Data supplied:
┌────────
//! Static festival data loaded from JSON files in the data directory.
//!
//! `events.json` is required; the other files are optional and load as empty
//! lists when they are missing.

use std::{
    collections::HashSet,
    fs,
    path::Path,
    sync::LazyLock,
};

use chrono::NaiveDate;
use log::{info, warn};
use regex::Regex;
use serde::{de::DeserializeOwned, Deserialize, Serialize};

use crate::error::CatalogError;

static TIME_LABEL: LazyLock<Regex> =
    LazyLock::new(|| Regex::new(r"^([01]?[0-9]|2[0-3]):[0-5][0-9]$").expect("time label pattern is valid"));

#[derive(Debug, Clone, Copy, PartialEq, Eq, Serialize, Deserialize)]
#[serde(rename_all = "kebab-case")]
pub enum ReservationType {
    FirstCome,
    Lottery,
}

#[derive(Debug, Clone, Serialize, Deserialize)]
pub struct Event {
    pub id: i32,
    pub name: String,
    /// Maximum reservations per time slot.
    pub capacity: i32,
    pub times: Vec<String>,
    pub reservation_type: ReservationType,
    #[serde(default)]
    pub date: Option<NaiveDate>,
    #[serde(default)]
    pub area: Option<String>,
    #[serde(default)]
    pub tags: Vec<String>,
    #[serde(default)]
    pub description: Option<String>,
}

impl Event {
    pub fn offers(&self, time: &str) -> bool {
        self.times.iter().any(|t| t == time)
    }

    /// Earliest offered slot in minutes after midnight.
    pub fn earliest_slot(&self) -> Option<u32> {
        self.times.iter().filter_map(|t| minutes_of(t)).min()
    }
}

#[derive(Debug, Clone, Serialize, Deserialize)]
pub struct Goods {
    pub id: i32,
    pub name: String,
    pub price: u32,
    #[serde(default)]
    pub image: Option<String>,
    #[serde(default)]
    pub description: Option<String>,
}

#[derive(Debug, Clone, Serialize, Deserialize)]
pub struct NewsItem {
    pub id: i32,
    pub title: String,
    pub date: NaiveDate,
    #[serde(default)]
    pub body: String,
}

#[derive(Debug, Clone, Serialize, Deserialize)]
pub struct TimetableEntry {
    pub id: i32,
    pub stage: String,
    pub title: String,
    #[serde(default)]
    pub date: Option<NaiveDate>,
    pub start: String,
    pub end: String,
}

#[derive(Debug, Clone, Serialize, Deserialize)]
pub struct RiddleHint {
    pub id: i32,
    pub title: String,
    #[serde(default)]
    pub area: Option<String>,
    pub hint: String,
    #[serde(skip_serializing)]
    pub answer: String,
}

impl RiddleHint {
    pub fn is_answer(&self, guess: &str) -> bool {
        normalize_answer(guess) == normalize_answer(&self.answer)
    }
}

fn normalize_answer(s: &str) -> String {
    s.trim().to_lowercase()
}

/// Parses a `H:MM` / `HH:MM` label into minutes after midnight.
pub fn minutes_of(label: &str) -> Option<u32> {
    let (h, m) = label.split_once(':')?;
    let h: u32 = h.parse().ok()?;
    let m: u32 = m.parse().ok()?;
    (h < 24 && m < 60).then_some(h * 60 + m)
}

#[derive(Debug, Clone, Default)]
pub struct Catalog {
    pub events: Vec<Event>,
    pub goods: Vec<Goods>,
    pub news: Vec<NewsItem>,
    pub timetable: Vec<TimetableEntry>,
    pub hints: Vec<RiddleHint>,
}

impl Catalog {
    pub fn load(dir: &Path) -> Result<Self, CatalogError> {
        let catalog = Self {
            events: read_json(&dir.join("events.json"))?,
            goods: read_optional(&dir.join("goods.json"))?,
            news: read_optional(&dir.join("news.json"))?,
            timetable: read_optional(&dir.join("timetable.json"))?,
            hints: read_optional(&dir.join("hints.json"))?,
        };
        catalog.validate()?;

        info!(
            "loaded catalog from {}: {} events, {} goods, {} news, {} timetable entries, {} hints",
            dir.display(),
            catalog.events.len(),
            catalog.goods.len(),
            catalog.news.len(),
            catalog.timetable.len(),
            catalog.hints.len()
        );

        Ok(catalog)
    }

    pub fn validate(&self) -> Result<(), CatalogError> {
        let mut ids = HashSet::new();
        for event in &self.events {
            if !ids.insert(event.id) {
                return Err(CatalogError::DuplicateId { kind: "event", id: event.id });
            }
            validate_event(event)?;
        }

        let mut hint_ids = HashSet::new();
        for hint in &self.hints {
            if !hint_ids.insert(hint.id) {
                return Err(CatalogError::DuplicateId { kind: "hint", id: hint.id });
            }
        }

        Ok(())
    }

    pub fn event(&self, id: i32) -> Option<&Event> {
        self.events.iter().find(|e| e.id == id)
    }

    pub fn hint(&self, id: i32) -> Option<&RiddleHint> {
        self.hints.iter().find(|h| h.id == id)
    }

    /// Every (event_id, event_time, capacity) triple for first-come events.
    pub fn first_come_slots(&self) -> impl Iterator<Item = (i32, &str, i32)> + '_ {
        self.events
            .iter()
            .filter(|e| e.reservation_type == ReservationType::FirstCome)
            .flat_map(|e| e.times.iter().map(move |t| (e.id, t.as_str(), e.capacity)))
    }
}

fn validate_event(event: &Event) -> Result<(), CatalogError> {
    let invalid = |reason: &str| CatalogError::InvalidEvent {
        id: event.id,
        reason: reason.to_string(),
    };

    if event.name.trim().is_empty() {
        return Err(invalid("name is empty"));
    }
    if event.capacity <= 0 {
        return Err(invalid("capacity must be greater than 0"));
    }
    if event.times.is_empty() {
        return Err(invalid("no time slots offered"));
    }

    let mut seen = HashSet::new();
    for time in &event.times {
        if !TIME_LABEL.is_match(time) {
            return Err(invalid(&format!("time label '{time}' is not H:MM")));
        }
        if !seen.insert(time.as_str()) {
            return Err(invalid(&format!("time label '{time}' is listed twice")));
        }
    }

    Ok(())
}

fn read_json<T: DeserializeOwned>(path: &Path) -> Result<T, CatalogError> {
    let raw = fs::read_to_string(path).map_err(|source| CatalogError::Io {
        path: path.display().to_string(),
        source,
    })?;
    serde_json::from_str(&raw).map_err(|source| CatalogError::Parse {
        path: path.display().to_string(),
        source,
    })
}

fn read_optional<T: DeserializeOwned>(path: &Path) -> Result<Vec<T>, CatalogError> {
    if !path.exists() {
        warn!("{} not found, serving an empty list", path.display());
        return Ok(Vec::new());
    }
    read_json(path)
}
└────────
┌────────
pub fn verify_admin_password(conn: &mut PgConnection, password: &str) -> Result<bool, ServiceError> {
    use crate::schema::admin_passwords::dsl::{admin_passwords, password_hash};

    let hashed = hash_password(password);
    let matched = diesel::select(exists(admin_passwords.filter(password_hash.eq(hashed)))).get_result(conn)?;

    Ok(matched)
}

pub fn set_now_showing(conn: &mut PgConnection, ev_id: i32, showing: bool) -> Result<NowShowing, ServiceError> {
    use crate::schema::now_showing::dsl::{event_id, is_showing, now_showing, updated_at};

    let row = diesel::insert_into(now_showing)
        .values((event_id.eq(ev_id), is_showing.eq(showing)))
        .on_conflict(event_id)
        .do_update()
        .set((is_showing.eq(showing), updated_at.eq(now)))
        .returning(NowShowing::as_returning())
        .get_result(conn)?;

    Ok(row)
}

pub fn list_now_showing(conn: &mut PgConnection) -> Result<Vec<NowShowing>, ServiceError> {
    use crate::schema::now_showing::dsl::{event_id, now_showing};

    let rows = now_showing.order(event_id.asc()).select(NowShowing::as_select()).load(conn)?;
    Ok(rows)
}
└────────
┌────────
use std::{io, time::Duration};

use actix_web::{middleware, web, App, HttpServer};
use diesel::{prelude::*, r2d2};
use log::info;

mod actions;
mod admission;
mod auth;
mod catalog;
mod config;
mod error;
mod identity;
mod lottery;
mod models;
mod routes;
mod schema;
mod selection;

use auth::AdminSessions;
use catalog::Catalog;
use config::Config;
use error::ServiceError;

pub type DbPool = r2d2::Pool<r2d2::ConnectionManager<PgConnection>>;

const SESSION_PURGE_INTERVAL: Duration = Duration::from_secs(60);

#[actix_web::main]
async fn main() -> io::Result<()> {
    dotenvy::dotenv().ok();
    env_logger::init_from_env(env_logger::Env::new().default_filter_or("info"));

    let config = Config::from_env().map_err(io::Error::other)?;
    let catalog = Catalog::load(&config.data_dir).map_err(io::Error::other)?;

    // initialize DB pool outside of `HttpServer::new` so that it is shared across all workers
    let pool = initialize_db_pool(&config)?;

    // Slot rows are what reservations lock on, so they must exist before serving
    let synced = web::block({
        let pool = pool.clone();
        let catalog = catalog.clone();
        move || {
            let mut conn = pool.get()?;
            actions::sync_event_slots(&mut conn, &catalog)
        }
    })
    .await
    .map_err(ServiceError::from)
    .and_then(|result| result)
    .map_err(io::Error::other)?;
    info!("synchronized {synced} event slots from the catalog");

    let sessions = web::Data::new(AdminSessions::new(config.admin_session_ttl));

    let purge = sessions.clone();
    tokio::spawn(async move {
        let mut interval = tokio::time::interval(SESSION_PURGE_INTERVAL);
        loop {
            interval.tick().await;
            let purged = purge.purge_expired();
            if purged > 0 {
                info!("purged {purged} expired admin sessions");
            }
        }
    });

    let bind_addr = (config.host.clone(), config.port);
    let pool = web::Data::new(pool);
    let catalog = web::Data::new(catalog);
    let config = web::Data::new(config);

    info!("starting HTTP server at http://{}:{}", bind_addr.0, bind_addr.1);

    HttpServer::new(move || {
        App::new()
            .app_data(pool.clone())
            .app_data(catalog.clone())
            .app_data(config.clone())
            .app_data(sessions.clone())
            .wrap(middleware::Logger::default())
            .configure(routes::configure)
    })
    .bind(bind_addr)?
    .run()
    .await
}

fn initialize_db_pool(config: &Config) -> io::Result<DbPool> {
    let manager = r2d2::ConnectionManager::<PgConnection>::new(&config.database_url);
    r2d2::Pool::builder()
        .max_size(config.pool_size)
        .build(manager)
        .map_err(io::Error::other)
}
└────────
Exercise: Your answer should consist of every line from the entries that holds "TimetableEntry".

Written solution:
pub struct TimetableEntry {
    pub timetable: Vec<TimetableEntry>,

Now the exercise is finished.